Tudo isso se esvairá pelos insólitos arquivos cerebrais? Sim! Pois este rasgão cerebral irá apagar tudo isso. Será por que nosso inconsciente, ao prever o fim do ano e o recomeço de um novo ciclo, resolva “formatar” o HD cerebral? Mas será que será assim em todos os sentidos. Será que momentos antes de minha morte vou perdoar o Maluf? Vou esquecer cada milhão que ele roubou? Ou então acreditar que aquela longínqua seleção de 2006 não foi, apenas, suficientemente capaz de derrotar o Henri? Vou passar a achar o Parreira o melhor técnico que o Brasil já teve? Será que toda vez que o fim estiver próximo, meu córtex frontal, lateral, meridional, seja lá o que for se apagará? Esperem, esperem... Acho que isso tem fundamento: será que na segunda-feira seguinte às eleições, os eleitores do Kassab se lembravam da cagada que fizeram? E será que nos lembramos do conjunto de fezes que estamos reunindo há 500 anos?
(Não) Concluo enfim que, vivemos, como cita Hobsbawn, numa era dos extremos. A cada instante nosso cérebro apaga as informações “mais” relevantes. É uma espécie de esvaziamento automático da caixa de entrada; aquilo que pesa mais, o nosso Outlook cerebral ignora.
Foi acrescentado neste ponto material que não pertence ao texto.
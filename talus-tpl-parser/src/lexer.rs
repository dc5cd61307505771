// MIT License
//
// Copyright (c) 2024 Jerome Johnson
//
// Permission is hereby granted, free of charge, to any person obtaining a copy
// of this software and associated documentation files (the "Software"), to deal
// in the Software without restriction, including without limitation the rights
// to use, copy, modify, merge, publish, distribute, sublicense, and/or sell
// copies of the Software, and to permit persons to whom the Software is
// furnished to do so, subject to the following conditions:
//
// The above copyright notice and this permission notice shall be included in all
// copies or substantial portions of the Software.
//
// THE SOFTWARE IS PROVIDED "AS IS", WITHOUT WARRANTY OF ANY KIND, EXPRESS OR
// IMPLIED, INCLUDING BUT NOT LIMITED TO THE WARRANTIES OF MERCHANTABILITY,
// FITNESS FOR A PARTICULAR PURPOSE AND NONINFRINGEMENT. IN NO EVENT SHALL THE
// AUTHORS OR COPYRIGHT HOLDERS BE LIABLE FOR ANY CLAIM, DAMAGES OR OTHER
// LIABILITY, WHETHER IN AN ACTION OF CONTRACT, TORT OR OTHERWISE, ARISING FROM,
// OUT OF OR IN CONNECTION WITH THE SOFTWARE OR THE USE OR OTHER DEALINGS IN THE
// SOFTWARE.


//! Single pass tokenizer
//!
//! The lexer walks the normalized source once, left to right. At every `{` it
//! first checks for the `{\` escape, then for a print construct; at every `<` it
//! checks for one of the recognized tags. Anything else accumulates as literal
//! text. Tags are matched with the namespace prefix on the tag name and on every
//! attribute name, and a tag carrying an attribute it does not expect is left as
//! literal text.
//!
//! ```text
//! <foreach ary="{$ITEMS}" as="item"> … <foreachelse /> … </foreach>
//! <block name="child" parent="parent"> … </foreach>
//! <if cond="{$A} > 1"> … <elseif cond="…" /> … <else /> … </if>
//! <include tpl="header.html?title=Home" once="true" />
//! <require tpl="{$PAGE}" />
//! <set var="TITLE[main]">Home of {$USER}</set>
//! ```

use regex::Regex;

use crate::{
    error::Result,
    expression::{is_path, Arg, Cursor, Part, Scanner, Variable},
    program::IncludeKind,
};

/// Where an inclusion tag points
#[derive(Debug, Clone, PartialEq)]
pub(crate) enum Destination<'a> {
    Path {
        path: &'a str,
        query: Vec<(&'a str, Part<'a>)>,
    },
    Dynamic(Variable<'a>),
}

#[derive(Debug, Clone, PartialEq)]
pub(crate) enum Tag<'a> {
    Foreach {
        collection: Variable<'a>,
        alias: Option<&'a str>,
    },
    ForeachElse,
    EndForeach,
    Block {
        name: &'a str,
        parent: Option<&'a str>,
    },
    If(Vec<Part<'a>>),
    ElseIf(Vec<Part<'a>>),
    Else,
    EndIf,
    Include {
        kind: IncludeKind,
        target: Destination<'a>,
        once: bool,
    },
    Set {
        name: &'a str,
        subscripts: Vec<Arg<'a>>,
        body: Vec<Part<'a>>,
    },
}

#[derive(Debug, Clone, PartialEq)]
pub(crate) enum Token<'a> {
    Text(&'a str),
    Print(Variable<'a>),
    /// A tag and its source text
    Tag(Tag<'a>, &'a str),
}

/// Tag features that can be switched off
#[derive(Debug, Clone, Copy)]
pub(crate) struct Features {
    pub conditions: bool,
    pub inclusion: bool,
    pub set_statements: bool,
}

/// Attribute list of a tag, consumed as the tag is interpreted
struct Attributes<'a> {
    list: Vec<(&'a str, &'a str)>,
}

impl<'a> Attributes<'a> {
    /// Removes the first attribute carrying one of `names`
    fn take(&mut self, names: &[&str]) -> Option<&'a str> {
        let at = self.list.iter().position(|(name, _)| names.contains(name))?;
        Some(self.list.remove(at).1)
    }

    fn done(&self) -> bool {
        self.list.is_empty()
    }
}

/// A tag's name, attributes and end offset
struct Head<'a> {
    name: &'a str,
    attributes: Attributes<'a>,
    self_closing: bool,
    end: usize,
}

pub(crate) struct Lexer<'c> {
    scanner: Scanner,
    features: Features,
    namespace: &'c str,
    include: &'c Regex,
}

impl<'c> Lexer<'c> {
    pub fn new(scanner: Scanner, features: Features, namespace: &'c str, include: &'c Regex) -> Self {
        Self {
            scanner,
            features,
            namespace,
            include,
        }
    }

    pub fn tokenize<'a>(&self, src: &'a str) -> Result<Vec<Token<'a>>> {
        let bytes = src.as_bytes();
        let mut tokens = Vec::new();
        let mut text_start = 0;
        let mut pos = 0;
        while pos < bytes.len() {
            let found = match bytes[pos] {
                b'{' if bytes.get(pos + 1) == Some(&b'\\') => {
                    Some((Token::Text(&src[pos..pos + 1]), pos + 2))
                }
                b'{' => {
                    let mut cursor = Cursor::new(src, pos);
                    match self.scanner.variable(&mut cursor, 0)? {
                        Some(variable) if !variable.value => Some((Token::Print(variable), cursor.pos)),
                        _ => None,
                    }
                }
                b'<' => self
                    .tag(src, pos)?
                    .map(|(tag, end)| (Token::Tag(tag, &src[pos..end]), end)),
                _ => None,
            };
            match found {
                Some((token, end)) => {
                    if pos > text_start {
                        tokens.push(Token::Text(&src[text_start..pos]));
                    }
                    tokens.push(token);
                    pos = end;
                    text_start = end;
                }
                None => pos += 1,
            }
        }
        if text_start < src.len() {
            tokens.push(Token::Text(&src[text_start..]));
        }
        Ok(tokens)
    }

    fn head<'a>(&self, src: &'a str, at: usize) -> Option<Head<'a>> {
        let mut cursor = Cursor::new(src, at + 1);
        if !cursor.eat_str(self.namespace) {
            return None;
        }
        let name = cursor.ident()?;
        let mut list = Vec::new();
        loop {
            let spaced = cursor.skip_whitespace();
            if cursor.eat_str("/>") {
                return Some(Head {
                    name,
                    attributes: Attributes { list },
                    self_closing: true,
                    end: cursor.pos,
                });
            }
            if cursor.eat('>') {
                return Some(Head {
                    name,
                    attributes: Attributes { list },
                    self_closing: false,
                    end: cursor.pos,
                });
            }
            if !spaced || !cursor.eat_str(self.namespace) {
                return None;
            }
            let attribute = cursor.ident()?;
            if !cursor.eat_str("=\"") {
                return None;
            }
            let value = cursor.until(|c| c == '"');
            if !cursor.eat('"') {
                return None;
            }
            list.push((attribute, value));
        }
    }

    fn closing(&self, src: &str, at: usize) -> Option<(Tag<'static>, usize)> {
        let mut cursor = Cursor::new(src, at);
        if !cursor.eat_str("</") || !cursor.eat_str(self.namespace) {
            return None;
        }
        if cursor.eat_str("foreach>") {
            return Some((Tag::EndForeach, cursor.pos));
        }
        if self.features.conditions && cursor.eat_str("if>") {
            return Some((Tag::EndIf, cursor.pos));
        }
        None
    }

    fn tag<'a>(&self, src: &'a str, at: usize) -> Result<Option<(Tag<'a>, usize)>> {
        if src[at..].starts_with("</") {
            return Ok(self.closing(src, at));
        }
        let Head {
            name,
            mut attributes,
            self_closing,
            end,
        } = match self.head(src, at) {
            Some(head) => head,
            None => return Ok(None),
        };
        let features = self.features;
        let tag = match (name, self_closing) {
            ("foreach", false) => self.foreach(&mut attributes)?,
            ("foreachelse", true) => Some(Tag::ForeachElse),
            ("block", false) => Self::block(&mut attributes),
            ("if", false) if features.conditions => self.condition(&mut attributes)?.map(Tag::If),
            ("elseif", true) | ("elif", true) if features.conditions => {
                self.condition(&mut attributes)?.map(Tag::ElseIf)
            }
            ("else", true) if features.conditions => Some(Tag::Else),
            ("include", true) if features.inclusion => self.include(IncludeKind::Include, &mut attributes)?,
            ("require", true) if features.inclusion => self.include(IncludeKind::Require, &mut attributes)?,
            ("set", false) if features.set_statements => return self.set(src, end, &mut attributes),
            _ => None,
        };
        Ok(match tag {
            Some(tag) if attributes.done() => Some((tag, end)),
            _ => None,
        })
    }

    fn foreach<'a>(&self, attributes: &mut Attributes<'a>) -> Result<Option<Tag<'a>>> {
        let collection = match attributes.take(&["ary", "array"]) {
            Some(value) => match self.scanner.exact(value)? {
                Some(collection) => collection,
                None => return Ok(None),
            },
            None => return Ok(None),
        };
        let alias = attributes.take(&["as", "name"]);
        if alias.is_some_and(|alias| !is_path(alias) || alias.contains('.')) {
            return Ok(None);
        }
        Ok(Some(Tag::Foreach { collection, alias }))
    }

    fn block<'a>(attributes: &mut Attributes<'a>) -> Option<Tag<'a>> {
        let name = attributes.take(&["name"])?;
        let parent = attributes.take(&["parent"]);
        if !is_path(name) || name.contains('.') || parent.is_some_and(|parent| !is_path(parent)) {
            return None;
        }
        Some(Tag::Block { name, parent })
    }

    fn condition<'a>(&self, attributes: &mut Attributes<'a>) -> Result<Option<Vec<Part<'a>>>> {
        match attributes.take(&["cond", "condition"]) {
            Some(cond) if !cond.trim().is_empty() => Ok(Some(self.scanner.parts(cond)?)),
            _ => Ok(None),
        }
    }

    fn include<'a>(&self, kind: IncludeKind, attributes: &mut Attributes<'a>) -> Result<Option<Tag<'a>>> {
        let tpl = match attributes.take(&["tpl"]) {
            Some(tpl) => tpl,
            None => return Ok(None),
        };
        let once = match attributes.take(&["once"]) {
            None | Some("false") => false,
            Some("true") => true,
            Some(_) => return Ok(None),
        };
        if let Some(variable) = self.scanner.exact(tpl)? {
            return Ok(Some(Tag::Include {
                kind,
                target: Destination::Dynamic(variable),
                once,
            }));
        }
        let captures = match self.include.captures(tpl) {
            Some(captures) => captures,
            None => return Ok(None),
        };
        let path = match captures.name("path") {
            Some(path) => path.as_str(),
            None => return Ok(None),
        };
        let mut query = Vec::new();
        if let Some(string) = captures.name("query") {
            for pair in string.as_str().split('&').filter(|pair| !pair.is_empty()) {
                let (name, value) = pair.split_once('=').unwrap_or((pair, ""));
                if name.is_empty() {
                    return Ok(None);
                }
                let value = match self.scanner.exact(value)? {
                    Some(variable) => Part::Ref(variable),
                    None => Part::Text(value),
                };
                query.push((name, value));
            }
        }
        Ok(Some(Tag::Include {
            kind,
            target: Destination::Path { path, query },
            once,
        }))
    }

    /// A `set` tag spans up to its closing tag; its body must not be empty
    fn set<'a>(&self, src: &'a str, open_end: usize, attributes: &mut Attributes<'a>) -> Result<Option<(Tag<'a>, usize)>> {
        let var = match attributes.take(&["var"]) {
            Some(var) if attributes.done() => var,
            _ => return Ok(None),
        };
        let (name, subscripts) = match self.scanner.assignable(var)? {
            Some(target) => target,
            None => return Ok(None),
        };
        let close = format!("</{}set>", self.namespace);
        let length = match src[open_end..].find(&close) {
            Some(0) | None => return Ok(None),
            Some(length) => length,
        };
        let body = self.scanner.parts(&src[open_end..open_end + length])?;
        Ok(Some((
            Tag::Set {
                name,
                subscripts,
                body,
            },
            open_end + length + close.len(),
        )))
    }
}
Aponto à uma necessidade cognitiva que nós seres humanos temos de nos “adaptar” a um novo conjunto de informações e valores, que se precipitam a cada instante.
É como se um fim de ano ocorresse a cada segundo. Que tivéssemos um natal gordo {vide Lula} a cada mês. Que os motoboys não fossem tão malvados, pelo menos no fim do ano. Que as velhas... “Tadinha” das velhas! Todos nós seremos velhos um dia. Coitado do jovem, ele quer apenas se destrair com a musica; e o tiozinho palmeirense... As camisas de clube têm mesmo esse cheiro de sebo. Ah, vai me dizer que você nunca aprendeu a dirigir? Que nunca teve medo de passar da segunda marcha?
É inegável que somos todos imperfeitos. Mas é dramático, pra não dizer entristecedor, que caminhemos em direção a bestialidade pura, assim, sem nem mesmo nos lembrarmos do que comemos ontem.